**EXERCISE AIM:**
Work through the records that follow and return each line containing the word "OllamaBackend".
*** AVAILABLE DATA Section Begins ***
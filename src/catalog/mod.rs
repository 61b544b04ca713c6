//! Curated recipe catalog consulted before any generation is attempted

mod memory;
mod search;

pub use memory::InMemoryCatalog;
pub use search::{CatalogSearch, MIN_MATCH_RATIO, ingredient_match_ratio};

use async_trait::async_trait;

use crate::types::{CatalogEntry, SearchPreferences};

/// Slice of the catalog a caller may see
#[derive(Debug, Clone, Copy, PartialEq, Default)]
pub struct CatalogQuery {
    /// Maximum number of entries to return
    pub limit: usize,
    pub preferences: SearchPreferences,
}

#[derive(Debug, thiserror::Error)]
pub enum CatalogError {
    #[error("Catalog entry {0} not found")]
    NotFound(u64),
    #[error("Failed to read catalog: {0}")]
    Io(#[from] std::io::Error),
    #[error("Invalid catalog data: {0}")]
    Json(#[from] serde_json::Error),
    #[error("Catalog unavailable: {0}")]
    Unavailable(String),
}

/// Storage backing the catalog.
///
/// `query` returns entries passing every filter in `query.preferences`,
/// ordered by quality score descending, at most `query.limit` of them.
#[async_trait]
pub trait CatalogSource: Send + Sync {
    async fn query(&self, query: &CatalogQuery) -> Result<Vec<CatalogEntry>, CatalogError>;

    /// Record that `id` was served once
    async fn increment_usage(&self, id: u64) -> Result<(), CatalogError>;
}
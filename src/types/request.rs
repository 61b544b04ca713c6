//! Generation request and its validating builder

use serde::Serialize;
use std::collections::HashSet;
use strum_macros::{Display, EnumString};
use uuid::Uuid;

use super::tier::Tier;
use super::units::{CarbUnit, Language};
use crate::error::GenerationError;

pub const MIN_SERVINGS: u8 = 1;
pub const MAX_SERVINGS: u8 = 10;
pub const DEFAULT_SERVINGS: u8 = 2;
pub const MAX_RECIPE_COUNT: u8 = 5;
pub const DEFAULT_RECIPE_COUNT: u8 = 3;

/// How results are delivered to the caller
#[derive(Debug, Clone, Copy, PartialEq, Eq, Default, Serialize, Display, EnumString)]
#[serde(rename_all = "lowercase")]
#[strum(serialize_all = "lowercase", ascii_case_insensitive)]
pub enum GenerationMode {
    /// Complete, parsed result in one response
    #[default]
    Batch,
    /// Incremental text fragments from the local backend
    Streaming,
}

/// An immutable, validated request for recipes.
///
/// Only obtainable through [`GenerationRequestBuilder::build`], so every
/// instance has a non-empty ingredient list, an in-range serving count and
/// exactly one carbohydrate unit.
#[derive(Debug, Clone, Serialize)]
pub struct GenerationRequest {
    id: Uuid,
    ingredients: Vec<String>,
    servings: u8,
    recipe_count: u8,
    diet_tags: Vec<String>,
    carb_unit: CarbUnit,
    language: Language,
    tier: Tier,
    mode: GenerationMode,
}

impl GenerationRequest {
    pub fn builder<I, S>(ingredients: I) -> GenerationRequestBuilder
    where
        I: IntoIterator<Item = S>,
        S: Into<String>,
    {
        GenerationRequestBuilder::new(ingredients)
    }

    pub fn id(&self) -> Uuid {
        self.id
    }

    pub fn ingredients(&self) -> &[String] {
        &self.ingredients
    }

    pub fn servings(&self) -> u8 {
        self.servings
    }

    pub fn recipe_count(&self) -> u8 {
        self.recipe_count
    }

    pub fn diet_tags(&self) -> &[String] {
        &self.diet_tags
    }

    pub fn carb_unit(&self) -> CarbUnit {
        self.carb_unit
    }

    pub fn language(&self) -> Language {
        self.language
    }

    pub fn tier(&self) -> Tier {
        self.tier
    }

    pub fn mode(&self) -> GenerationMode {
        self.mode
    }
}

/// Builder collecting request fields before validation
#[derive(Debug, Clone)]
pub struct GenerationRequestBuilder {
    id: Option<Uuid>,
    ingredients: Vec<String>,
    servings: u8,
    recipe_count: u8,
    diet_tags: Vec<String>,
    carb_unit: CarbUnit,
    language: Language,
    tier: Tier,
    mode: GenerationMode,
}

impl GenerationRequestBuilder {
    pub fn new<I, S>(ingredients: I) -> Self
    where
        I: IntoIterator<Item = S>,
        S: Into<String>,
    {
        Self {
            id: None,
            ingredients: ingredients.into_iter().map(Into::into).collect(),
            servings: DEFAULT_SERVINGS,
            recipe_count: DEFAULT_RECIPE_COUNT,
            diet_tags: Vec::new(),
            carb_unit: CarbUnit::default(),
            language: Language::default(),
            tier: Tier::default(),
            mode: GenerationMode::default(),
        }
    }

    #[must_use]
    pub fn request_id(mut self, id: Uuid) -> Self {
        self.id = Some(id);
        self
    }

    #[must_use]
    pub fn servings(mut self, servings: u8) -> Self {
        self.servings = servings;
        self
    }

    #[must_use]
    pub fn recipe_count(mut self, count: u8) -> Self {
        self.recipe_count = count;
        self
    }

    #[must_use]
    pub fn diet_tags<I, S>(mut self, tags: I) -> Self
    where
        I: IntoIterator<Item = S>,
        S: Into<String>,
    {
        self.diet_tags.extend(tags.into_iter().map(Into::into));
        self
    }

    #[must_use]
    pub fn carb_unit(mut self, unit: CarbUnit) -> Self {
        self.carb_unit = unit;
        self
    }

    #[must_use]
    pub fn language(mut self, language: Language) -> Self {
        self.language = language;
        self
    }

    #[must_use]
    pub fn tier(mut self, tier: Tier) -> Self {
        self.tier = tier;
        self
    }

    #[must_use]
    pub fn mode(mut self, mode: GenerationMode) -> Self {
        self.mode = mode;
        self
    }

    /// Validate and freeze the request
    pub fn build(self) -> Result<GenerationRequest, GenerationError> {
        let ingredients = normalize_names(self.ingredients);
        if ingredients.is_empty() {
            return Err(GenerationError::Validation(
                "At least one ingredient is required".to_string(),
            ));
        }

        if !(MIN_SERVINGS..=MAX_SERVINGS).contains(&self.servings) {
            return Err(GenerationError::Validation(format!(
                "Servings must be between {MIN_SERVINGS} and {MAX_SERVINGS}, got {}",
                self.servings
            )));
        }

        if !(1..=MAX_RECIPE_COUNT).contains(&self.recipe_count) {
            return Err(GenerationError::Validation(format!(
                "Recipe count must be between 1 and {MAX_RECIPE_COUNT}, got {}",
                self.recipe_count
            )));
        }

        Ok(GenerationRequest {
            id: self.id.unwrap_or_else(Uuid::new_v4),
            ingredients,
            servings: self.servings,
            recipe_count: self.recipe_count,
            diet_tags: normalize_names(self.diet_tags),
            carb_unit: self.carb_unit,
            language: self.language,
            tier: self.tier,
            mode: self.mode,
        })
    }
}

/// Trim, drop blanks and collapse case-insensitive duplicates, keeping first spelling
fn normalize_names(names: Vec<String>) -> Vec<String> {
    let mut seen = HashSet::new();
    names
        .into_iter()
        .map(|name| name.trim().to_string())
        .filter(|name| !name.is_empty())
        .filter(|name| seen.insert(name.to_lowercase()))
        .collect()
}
*** AVAILABLE DATA Section Ends ***
*** AVAILABLE DATA Section Begins ***
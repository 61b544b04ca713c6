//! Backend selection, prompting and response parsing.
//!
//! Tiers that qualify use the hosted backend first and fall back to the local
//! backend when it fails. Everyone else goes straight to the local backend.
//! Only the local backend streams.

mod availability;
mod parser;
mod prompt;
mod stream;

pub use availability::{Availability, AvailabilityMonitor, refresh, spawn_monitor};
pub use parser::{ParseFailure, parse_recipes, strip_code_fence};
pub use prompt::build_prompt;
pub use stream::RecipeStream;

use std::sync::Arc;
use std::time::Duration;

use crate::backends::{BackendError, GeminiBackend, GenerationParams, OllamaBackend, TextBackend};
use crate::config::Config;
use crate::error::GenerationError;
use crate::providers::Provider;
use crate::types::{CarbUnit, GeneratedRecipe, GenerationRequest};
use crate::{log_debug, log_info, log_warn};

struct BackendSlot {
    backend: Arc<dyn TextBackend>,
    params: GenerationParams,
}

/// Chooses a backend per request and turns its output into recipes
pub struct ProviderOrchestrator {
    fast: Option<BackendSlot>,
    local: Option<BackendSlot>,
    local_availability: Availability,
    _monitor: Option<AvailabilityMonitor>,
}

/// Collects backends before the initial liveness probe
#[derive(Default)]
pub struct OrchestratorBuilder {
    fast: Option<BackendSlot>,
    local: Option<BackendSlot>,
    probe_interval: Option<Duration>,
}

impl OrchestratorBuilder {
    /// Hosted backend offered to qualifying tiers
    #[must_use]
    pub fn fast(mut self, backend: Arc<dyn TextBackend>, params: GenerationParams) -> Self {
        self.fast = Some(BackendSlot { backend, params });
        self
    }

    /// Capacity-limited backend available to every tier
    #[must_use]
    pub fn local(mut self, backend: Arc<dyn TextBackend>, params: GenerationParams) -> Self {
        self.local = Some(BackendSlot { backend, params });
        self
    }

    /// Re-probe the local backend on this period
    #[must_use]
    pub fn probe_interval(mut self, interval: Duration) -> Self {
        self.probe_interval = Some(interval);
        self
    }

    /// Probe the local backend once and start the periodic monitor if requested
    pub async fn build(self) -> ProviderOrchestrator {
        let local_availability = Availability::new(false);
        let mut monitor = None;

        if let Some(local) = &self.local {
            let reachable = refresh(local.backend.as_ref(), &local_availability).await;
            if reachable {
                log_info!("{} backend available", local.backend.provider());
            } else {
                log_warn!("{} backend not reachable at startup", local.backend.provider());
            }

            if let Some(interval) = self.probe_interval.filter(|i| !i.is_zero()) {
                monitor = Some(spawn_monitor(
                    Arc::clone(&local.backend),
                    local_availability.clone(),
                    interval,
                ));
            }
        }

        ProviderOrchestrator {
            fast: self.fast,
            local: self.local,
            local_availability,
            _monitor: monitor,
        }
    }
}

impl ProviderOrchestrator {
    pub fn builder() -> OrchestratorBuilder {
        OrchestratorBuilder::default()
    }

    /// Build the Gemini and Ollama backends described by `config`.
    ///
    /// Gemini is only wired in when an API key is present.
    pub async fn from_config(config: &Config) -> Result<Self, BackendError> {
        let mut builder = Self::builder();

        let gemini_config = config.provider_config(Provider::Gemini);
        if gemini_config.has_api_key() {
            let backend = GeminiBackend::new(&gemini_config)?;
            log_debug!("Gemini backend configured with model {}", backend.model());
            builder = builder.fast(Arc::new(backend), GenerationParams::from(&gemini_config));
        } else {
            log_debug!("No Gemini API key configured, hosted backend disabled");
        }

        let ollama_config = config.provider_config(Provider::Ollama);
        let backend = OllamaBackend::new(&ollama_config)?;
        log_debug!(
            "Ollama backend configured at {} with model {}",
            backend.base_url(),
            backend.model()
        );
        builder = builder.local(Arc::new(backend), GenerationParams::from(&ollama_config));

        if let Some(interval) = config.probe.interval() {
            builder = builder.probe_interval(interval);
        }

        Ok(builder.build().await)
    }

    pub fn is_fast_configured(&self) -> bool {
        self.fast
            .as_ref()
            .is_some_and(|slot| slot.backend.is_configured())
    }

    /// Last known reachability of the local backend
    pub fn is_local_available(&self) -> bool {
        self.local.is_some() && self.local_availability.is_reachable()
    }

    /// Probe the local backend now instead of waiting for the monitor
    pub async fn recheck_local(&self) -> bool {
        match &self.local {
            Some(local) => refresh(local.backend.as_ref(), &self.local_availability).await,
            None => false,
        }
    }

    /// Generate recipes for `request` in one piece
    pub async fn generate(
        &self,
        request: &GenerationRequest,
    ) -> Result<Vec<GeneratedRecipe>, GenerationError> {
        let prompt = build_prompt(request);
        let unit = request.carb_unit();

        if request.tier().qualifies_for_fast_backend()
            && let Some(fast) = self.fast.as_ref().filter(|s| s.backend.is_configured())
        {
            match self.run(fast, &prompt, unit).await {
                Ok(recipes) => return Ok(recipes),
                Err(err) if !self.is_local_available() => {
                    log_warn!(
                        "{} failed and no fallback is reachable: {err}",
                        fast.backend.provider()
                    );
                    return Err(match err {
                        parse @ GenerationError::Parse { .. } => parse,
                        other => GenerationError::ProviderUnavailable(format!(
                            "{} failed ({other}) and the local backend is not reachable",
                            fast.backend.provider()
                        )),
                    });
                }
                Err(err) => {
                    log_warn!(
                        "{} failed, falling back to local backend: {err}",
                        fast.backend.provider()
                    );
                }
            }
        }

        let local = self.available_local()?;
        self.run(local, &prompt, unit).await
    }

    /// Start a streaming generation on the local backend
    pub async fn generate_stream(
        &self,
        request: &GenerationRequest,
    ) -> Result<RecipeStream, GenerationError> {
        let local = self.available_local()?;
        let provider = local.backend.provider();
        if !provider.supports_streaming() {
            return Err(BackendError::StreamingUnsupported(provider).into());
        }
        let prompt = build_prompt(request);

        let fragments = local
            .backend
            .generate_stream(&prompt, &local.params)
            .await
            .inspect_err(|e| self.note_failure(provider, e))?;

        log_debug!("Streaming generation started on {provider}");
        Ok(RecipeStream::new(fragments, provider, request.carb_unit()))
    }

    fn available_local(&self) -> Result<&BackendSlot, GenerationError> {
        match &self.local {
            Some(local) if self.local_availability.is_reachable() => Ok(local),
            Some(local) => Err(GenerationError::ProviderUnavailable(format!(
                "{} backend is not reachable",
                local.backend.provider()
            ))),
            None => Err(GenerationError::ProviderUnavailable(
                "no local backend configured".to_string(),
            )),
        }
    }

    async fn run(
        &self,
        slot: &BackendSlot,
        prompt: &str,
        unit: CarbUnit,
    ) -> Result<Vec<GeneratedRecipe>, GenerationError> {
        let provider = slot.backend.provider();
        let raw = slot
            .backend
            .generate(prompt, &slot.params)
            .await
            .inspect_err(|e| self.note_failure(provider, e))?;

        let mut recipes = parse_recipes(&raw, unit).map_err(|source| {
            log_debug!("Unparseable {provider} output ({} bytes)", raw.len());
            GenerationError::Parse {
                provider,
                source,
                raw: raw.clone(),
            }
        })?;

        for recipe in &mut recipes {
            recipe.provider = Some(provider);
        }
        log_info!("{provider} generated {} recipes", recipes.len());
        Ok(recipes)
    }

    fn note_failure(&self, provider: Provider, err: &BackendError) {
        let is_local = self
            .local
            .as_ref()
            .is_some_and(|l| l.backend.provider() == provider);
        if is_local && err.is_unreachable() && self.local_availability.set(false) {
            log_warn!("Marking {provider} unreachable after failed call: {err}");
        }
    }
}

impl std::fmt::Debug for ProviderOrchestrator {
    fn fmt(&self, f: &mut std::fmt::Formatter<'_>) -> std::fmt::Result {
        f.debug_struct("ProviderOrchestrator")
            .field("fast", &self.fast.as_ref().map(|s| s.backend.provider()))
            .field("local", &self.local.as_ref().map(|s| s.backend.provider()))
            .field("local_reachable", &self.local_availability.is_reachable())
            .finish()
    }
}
*** AVAILABLE DATA Section Ends ***
**RESPONSE:**
use crate::backends::{BackendError, GeminiBackend, GenerationParams, OllamaBackend, TextBackend};
        let backend = OllamaBackend::new(&ollama_config)?;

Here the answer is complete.